Q3 FY26 wasn’t just a “good quarter”; it was management basically saying, “Yes, we heard you doubters.”
Revenue exploded, margins flexed, and Almond Drop Hair Oil (ADHO) went from dependable uncle to party animal. Even rural, which had ghosted them earlier, finally replied to texts.
But before you assume this is a one-quarter shampoo effect, the call quietly hinted at deeper changes—distribution surgery, ad aggression, and a not-so-subtle coconut reset.
Read on. The real masala is in what they fixed—and what they’re still avoiding.
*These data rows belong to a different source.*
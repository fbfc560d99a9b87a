//! Immutable configuration for the vortex model and the arrow sampling pass.

use serde::{Deserialize, Serialize};
use serde_json::{json, Value};

use crate::color::Srgb;
use crate::error::FlowError;
use crate::geometry::Point2D;
use crate::params::{param_f64, param_str, param_usize};

/// Default canvas width.
pub const DEFAULT_WIDTH: usize = 800;
/// Default canvas height.
pub const DEFAULT_HEIGHT: usize = 600;
/// Default peak tangential wind speed.
pub const DEFAULT_MAX_WIND_SPEED: f64 = 50.0;
/// Default radius of the calm eye.
pub const DEFAULT_EYE_RADIUS: f64 = 30.0;
/// Default distance between grid samples.
pub const DEFAULT_SPACING: usize = 30;
/// Default arrow size multiplier.
pub const DEFAULT_ARROW_SCALE: f64 = 1.0;
/// Arrow length at `arrow_scale = 1` and full speed.
pub const DEFAULT_BASE_LENGTH: f64 = 20.0;
/// Samples slower than this produce no arrow.
pub const DEFAULT_MIN_SPEED_THRESHOLD: f64 = 0.01;
/// Default arrow stroke width.
pub const DEFAULT_STROKE_WIDTH: f64 = 1.5;
/// Default arrow stroke color.
pub const DEFAULT_STROKE_COLOR: &str = "#0066cc";

/// Canvas and vortex parameters.
///
/// `eye_radius` should be non-negative and smaller than half the shorter
/// canvas side for a sensible picture, but nothing here enforces it: any
/// values produce a valid (if degenerate) document.
#[derive(Debug, Clone, Copy, PartialEq, Serialize, Deserialize)]
pub struct FieldConfig {
    pub width: usize,
    pub height: usize,
    pub center: Point2D,
    pub max_wind_speed: f64,
    pub eye_radius: f64,
}

impl FieldConfig {
    /// Creates a config for a `width` x `height` canvas with the vortex
    /// centered and default wind speed and eye radius.
    pub fn new(width: usize, height: usize) -> Self {
        Self {
            width,
            height,
            center: Point2D::new(width as f64 / 2.0, height as f64 / 2.0),
            max_wind_speed: DEFAULT_MAX_WIND_SPEED,
            eye_radius: DEFAULT_EYE_RADIUS,
        }
    }

    pub fn with_center(mut self, center: Point2D) -> Self {
        self.center = center;
        self
    }

    pub fn with_max_wind_speed(mut self, max_wind_speed: f64) -> Self {
        self.max_wind_speed = max_wind_speed;
        self
    }

    pub fn with_eye_radius(mut self, eye_radius: f64) -> Self {
        self.eye_radius = eye_radius;
        self
    }

    /// Overlays `center_x`, `center_y`, `max_wind_speed` and `eye_radius`
    /// from `params` onto `base`, resized to `width` x `height`.
    ///
    /// When the canvas size differs from `base` and `params` gives no
    /// center coordinate, the center follows the new canvas center.
    pub fn from_json(width: usize, height: usize, params: &Value, base: &FieldConfig) -> Self {
        let resized = width != base.width || height != base.height;
        let fallback = if resized {
            FieldConfig::new(width, height).center
        } else {
            base.center
        };
        Self {
            width,
            height,
            center: Point2D::new(
                param_f64(params, "center_x", fallback.x),
                param_f64(params, "center_y", fallback.y),
            ),
            max_wind_speed: param_f64(params, "max_wind_speed", base.max_wind_speed),
            eye_radius: param_f64(params, "eye_radius", base.eye_radius),
        }
    }

    /// Current values as a flat JSON object, using the `from_json` keys.
    pub fn params(&self) -> Value {
        json!({
            "width": self.width,
            "height": self.height,
            "center_x": self.center.x,
            "center_y": self.center.y,
            "max_wind_speed": self.max_wind_speed,
            "eye_radius": self.eye_radius,
        })
    }
}

impl Default for FieldConfig {
    fn default() -> Self {
        Self::new(DEFAULT_WIDTH, DEFAULT_HEIGHT)
    }
}

/// Stroke shared by every arrow in the diagram.
#[derive(Debug, Clone, Copy, PartialEq, Serialize, Deserialize)]
pub struct ArrowStyle {
    pub stroke_width: f64,
    pub stroke_color: Srgb,
}

impl Default for ArrowStyle {
    fn default() -> Self {
        Self {
            stroke_width: DEFAULT_STROKE_WIDTH,
            stroke_color: Srgb::from_rgb8(0x00, 0x66, 0xcc),
        }
    }
}

/// Grid and glyph parameters for one rendering pass.
#[derive(Debug, Clone, Copy, PartialEq, Serialize, Deserialize)]
pub struct SamplingConfig {
    /// Distance between neighbouring grid points. Zero yields an empty grid.
    pub spacing: usize,
    pub arrow_scale: f64,
    pub base_length: f64,
    pub min_speed_threshold: f64,
    pub style: ArrowStyle,
}

impl SamplingConfig {
    pub fn new(spacing: usize, arrow_scale: f64) -> Self {
        Self {
            spacing,
            arrow_scale,
            ..Self::default()
        }
    }

    pub fn with_style(mut self, style: ArrowStyle) -> Self {
        self.style = style;
        self
    }

    /// Overlays sampling and stroke keys from `params` onto `base`.
    ///
    /// Returns `FlowError::InvalidColor` if `stroke_color` is present but
    /// not a valid hex color; every other key falls back silently.
    pub fn from_json(params: &Value, base: &SamplingConfig) -> Result<Self, FlowError> {
        let stroke_color = match param_str(params, "stroke_color") {
            Some(hex) => Srgb::from_hex(hex)?,
            None => base.style.stroke_color,
        };
        Ok(Self {
            spacing: param_usize(params, "spacing", base.spacing),
            arrow_scale: param_f64(params, "arrow_scale", base.arrow_scale),
            base_length: param_f64(params, "base_length", base.base_length),
            min_speed_threshold: param_f64(
                params,
                "min_speed_threshold",
                base.min_speed_threshold,
            ),
            style: ArrowStyle {
                stroke_width: param_f64(params, "stroke_width", base.style.stroke_width),
                stroke_color,
            },
        })
    }

    /// Current values as a flat JSON object, using the `from_json` keys.
    pub fn params(&self) -> Value {
        json!({
            "spacing": self.spacing,
            "arrow_scale": self.arrow_scale,
            "base_length": self.base_length,
            "min_speed_threshold": self.min_speed_threshold,
            "stroke_width": self.style.stroke_width,
            "stroke_color": self.style.stroke_color.to_hex(),
        })
    }
}

impl Default for SamplingConfig {
    fn default() -> Self {
        Self {
            spacing: DEFAULT_SPACING,
            arrow_scale: DEFAULT_ARROW_SCALE,
            base_length: DEFAULT_BASE_LENGTH,
            min_speed_threshold: DEFAULT_MIN_SPEED_THRESHOLD,
            style: ArrowStyle::default(),
        }
    }
}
Things get interesting fast.
2. At a Glance
- Revenue up 27% (Standalone): Growth so strong even GST excuses looked irrelevant.
- Gross Margin +800 bps: Copra smiled, pricing discipline behaved, miracles happened.
- EBITDA up 99%: Operating leverage finally remembered it exists.
- EBITDA Margin at 20.4%: Management found the margin switch—and didn’t switch it off.
- PAT up 2x: Profits stopped dieting and started bulking.
- Ad Spends +37%: Almond Drop hogged the spotlight, others watched quietly.
3. Management’s Key Commentary (Decoded)
“The category has grown at 4.5% volume CAGR over three years.”
(Translation: We survived a terrible phase; don’t judge us by FY24 PTSD. 😏)
“Macroeconomic headwinds have turned into tailwinds.”
(Inflation cooled, consumers returned, and suddenly our strategy looks genius.)
“Revenue stood at ₹287 crores, up 27% YoY.”
(No, this isn’t pent-up demand magic. Please stop asking.)
“Gross margins improved due to pricing and mix actions.”